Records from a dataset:
******

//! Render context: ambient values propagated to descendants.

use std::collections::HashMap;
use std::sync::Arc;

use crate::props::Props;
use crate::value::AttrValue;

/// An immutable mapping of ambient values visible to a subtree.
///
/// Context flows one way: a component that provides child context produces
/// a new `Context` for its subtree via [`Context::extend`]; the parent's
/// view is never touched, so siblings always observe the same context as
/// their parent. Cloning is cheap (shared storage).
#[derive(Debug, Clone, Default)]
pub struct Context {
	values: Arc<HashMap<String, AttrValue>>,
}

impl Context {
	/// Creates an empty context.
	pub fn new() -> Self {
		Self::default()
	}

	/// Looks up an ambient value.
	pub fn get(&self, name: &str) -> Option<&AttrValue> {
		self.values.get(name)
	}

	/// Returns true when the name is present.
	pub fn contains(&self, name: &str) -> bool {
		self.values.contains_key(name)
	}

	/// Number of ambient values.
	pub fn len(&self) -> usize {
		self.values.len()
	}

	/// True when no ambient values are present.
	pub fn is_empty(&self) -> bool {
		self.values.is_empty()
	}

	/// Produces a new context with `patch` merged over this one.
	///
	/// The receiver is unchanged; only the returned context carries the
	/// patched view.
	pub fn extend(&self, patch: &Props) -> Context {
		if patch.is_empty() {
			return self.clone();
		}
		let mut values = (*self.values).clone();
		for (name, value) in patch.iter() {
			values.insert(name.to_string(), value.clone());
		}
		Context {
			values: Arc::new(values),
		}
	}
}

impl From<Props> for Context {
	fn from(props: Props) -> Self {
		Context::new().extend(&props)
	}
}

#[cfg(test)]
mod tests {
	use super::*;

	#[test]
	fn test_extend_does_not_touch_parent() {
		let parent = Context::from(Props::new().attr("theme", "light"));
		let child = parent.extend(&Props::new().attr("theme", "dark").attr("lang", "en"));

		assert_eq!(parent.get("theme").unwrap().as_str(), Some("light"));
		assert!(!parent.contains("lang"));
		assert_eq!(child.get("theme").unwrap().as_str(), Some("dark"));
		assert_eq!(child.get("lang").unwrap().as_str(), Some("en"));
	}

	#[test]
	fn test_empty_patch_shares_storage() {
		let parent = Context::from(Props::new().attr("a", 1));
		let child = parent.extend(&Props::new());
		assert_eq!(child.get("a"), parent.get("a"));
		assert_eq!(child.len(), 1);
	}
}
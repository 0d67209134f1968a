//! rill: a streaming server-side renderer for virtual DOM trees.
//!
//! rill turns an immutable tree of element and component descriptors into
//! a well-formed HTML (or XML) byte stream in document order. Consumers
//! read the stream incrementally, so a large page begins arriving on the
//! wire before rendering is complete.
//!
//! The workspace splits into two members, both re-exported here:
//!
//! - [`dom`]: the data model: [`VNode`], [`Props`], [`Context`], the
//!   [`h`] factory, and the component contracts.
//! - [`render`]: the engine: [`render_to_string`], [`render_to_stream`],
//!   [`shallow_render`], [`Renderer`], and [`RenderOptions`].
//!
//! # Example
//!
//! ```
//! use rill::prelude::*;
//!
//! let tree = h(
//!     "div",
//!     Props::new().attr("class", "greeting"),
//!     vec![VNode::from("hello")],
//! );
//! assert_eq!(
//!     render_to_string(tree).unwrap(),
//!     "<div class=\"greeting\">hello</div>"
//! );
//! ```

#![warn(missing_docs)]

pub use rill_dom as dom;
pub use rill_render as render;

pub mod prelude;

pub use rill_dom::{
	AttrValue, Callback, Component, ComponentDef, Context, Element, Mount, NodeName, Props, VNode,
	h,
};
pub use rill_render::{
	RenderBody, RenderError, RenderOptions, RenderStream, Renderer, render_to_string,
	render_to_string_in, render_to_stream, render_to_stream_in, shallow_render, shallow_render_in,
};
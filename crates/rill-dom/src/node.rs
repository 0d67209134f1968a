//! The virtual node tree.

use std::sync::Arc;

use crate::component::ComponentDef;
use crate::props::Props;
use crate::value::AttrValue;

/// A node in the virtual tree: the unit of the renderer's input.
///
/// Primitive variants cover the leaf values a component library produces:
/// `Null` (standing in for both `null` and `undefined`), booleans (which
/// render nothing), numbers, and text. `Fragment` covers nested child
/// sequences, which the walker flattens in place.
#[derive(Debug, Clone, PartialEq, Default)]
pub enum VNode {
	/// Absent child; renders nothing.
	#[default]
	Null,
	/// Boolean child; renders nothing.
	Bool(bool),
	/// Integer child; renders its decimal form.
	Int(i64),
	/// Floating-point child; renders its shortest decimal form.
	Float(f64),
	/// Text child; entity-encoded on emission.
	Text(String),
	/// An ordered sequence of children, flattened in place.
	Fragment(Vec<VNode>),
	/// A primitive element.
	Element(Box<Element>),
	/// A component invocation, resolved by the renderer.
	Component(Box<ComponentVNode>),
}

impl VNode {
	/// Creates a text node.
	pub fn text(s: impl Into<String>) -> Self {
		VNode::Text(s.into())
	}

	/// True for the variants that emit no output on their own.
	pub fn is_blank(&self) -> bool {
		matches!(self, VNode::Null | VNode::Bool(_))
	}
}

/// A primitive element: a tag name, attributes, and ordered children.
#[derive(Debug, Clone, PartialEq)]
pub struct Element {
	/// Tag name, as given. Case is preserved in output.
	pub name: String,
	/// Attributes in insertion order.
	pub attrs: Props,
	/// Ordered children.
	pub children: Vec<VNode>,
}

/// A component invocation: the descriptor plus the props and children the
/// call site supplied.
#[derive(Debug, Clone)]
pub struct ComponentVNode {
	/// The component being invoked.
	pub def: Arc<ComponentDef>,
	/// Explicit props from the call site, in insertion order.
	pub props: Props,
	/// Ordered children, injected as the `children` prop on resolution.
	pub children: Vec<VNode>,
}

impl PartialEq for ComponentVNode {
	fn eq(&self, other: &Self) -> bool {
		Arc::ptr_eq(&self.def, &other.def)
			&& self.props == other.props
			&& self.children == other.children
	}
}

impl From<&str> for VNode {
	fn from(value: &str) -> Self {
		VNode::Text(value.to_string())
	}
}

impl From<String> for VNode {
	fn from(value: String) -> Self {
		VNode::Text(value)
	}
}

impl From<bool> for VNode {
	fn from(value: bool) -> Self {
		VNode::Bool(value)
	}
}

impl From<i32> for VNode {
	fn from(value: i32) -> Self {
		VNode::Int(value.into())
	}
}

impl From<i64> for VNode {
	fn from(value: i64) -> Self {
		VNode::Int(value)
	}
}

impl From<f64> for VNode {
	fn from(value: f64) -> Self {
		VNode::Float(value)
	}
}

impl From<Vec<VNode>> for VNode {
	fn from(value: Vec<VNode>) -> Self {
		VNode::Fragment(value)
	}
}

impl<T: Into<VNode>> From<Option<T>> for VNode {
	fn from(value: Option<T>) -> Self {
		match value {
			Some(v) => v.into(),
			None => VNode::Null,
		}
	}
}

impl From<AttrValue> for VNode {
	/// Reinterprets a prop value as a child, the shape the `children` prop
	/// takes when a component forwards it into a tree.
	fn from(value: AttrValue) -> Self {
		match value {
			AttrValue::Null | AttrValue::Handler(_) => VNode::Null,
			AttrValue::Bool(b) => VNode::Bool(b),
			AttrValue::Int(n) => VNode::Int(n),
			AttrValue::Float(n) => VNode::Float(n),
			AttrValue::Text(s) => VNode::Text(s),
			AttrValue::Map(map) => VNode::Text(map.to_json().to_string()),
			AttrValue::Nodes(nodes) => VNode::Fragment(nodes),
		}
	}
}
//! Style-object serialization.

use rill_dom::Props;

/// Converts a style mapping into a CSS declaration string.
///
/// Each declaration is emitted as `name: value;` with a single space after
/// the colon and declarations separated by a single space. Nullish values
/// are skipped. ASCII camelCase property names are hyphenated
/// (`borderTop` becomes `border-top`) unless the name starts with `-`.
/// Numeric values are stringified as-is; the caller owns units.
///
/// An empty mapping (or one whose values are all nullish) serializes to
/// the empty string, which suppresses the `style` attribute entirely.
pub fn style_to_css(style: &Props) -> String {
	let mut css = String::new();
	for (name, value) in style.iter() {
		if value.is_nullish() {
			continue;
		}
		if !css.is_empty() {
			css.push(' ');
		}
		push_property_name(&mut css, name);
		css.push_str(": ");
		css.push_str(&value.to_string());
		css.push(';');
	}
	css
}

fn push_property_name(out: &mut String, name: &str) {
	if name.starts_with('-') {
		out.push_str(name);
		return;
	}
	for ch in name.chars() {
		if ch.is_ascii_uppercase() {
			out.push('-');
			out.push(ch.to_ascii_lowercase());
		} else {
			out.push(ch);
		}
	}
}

******

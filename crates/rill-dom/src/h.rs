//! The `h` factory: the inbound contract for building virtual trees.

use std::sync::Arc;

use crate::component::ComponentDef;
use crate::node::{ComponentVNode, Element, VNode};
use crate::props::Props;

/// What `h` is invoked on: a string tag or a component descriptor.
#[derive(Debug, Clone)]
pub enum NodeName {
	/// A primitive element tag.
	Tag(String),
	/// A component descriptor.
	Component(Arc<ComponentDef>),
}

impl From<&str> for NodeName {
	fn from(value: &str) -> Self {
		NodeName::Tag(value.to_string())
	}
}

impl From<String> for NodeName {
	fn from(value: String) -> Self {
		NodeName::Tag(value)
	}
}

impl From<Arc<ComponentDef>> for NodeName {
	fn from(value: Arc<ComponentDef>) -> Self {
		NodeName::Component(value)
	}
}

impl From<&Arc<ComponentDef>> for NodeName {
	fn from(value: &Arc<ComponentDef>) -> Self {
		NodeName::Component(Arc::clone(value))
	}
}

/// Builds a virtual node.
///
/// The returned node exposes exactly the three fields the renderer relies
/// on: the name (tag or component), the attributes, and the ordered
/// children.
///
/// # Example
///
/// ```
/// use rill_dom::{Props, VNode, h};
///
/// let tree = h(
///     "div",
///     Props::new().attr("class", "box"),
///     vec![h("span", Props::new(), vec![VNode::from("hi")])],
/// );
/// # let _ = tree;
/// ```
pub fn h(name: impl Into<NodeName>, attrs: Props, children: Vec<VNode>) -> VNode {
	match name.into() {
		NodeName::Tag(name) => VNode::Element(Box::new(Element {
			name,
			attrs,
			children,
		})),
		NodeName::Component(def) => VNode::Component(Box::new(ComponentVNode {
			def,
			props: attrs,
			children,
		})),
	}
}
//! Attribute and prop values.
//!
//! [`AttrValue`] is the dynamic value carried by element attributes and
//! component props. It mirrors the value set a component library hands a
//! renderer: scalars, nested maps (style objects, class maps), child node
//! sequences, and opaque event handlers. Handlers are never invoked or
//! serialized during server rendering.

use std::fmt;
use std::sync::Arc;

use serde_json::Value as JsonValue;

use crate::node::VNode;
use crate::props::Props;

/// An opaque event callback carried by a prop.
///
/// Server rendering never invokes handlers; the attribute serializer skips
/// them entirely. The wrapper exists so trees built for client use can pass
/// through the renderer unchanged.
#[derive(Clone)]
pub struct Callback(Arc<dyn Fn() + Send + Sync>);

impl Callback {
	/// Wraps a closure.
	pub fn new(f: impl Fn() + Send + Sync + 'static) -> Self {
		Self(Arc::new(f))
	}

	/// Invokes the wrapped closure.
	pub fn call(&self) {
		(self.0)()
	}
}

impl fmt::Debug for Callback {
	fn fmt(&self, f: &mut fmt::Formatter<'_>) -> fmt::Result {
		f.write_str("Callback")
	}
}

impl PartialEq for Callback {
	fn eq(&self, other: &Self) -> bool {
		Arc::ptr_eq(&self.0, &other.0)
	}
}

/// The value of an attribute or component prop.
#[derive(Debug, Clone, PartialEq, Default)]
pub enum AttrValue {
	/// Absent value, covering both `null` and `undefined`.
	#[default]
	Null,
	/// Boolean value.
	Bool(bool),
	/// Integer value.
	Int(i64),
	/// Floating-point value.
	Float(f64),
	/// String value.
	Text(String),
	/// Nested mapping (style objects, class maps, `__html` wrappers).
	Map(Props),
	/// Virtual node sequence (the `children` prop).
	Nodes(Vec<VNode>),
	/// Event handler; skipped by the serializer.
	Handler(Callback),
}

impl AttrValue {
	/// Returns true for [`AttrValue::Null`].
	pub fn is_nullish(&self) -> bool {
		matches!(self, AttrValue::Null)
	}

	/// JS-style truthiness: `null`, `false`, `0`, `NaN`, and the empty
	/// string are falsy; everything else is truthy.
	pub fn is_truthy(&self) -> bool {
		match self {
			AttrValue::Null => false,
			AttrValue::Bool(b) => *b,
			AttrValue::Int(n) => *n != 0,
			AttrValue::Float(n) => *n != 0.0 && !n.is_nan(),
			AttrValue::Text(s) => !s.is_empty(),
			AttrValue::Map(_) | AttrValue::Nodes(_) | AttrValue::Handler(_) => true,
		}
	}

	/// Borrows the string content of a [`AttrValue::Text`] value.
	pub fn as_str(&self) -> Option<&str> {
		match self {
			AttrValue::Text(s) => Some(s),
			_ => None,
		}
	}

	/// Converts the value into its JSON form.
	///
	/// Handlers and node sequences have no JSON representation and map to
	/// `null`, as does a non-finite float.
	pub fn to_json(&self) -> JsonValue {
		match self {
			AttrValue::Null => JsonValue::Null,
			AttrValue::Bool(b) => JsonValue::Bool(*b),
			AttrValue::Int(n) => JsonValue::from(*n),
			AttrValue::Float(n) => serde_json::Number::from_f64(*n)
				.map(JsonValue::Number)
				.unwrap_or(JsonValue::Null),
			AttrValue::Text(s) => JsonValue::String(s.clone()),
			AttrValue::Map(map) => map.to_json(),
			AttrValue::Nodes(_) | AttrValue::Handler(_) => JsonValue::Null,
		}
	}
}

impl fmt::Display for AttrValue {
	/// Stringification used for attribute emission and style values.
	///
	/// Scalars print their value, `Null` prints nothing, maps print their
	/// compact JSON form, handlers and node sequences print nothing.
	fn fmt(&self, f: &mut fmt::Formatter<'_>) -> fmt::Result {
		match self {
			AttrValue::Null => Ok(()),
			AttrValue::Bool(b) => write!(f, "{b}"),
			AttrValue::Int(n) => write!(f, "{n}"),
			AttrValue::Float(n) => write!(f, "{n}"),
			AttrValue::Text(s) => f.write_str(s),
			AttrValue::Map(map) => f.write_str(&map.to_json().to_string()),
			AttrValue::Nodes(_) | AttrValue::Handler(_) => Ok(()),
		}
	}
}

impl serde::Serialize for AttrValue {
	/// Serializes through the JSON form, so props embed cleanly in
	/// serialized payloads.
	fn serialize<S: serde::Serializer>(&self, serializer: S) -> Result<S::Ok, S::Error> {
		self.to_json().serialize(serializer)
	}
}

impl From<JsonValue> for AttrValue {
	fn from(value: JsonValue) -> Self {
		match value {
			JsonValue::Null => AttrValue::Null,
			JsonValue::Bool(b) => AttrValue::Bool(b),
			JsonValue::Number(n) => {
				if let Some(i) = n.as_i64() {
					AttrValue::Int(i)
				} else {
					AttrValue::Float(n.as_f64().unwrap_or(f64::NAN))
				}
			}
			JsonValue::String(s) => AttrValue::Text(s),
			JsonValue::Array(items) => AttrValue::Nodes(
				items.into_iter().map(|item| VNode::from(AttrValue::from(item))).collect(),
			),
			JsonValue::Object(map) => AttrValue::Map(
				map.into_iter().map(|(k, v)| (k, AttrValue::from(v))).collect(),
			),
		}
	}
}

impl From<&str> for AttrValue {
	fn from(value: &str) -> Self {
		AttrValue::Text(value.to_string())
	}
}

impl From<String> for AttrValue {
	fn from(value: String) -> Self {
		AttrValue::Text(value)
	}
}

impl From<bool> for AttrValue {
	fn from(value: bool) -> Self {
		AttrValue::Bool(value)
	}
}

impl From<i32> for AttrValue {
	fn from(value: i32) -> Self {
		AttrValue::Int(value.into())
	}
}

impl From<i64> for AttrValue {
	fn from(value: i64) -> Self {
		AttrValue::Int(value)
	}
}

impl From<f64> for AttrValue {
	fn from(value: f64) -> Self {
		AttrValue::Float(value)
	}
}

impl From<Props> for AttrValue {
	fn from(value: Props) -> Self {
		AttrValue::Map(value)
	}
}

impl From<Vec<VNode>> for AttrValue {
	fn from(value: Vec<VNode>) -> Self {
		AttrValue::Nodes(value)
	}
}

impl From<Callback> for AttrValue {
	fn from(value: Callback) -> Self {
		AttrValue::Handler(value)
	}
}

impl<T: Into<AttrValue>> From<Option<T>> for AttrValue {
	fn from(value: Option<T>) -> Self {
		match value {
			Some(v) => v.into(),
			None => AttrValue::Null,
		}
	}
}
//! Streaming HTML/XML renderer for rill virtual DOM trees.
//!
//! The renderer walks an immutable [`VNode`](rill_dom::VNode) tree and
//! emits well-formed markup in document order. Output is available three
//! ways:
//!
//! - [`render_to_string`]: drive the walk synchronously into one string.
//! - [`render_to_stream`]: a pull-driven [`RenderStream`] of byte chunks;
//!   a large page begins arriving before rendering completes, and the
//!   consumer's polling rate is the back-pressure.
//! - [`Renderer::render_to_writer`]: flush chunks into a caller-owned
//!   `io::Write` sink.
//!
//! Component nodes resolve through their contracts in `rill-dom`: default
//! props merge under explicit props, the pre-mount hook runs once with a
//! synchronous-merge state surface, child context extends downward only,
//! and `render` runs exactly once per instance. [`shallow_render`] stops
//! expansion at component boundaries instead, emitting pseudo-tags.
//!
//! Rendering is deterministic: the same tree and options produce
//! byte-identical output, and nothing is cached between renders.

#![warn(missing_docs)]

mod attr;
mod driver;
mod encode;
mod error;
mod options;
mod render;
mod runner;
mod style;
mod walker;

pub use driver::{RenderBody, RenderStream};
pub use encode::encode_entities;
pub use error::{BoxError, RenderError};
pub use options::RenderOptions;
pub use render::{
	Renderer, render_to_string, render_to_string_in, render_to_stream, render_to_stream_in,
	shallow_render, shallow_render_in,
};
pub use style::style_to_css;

******

**WHAT THE TASK REQUIRES**
Look at the records above. Copy every line where the string "once" occurs.

**EXERCISE ANSWER**
//! props merge under explicit props, the pre-mount hook runs once with a
//! and `render` runs exactly once per instance. [`shallow_render`] stops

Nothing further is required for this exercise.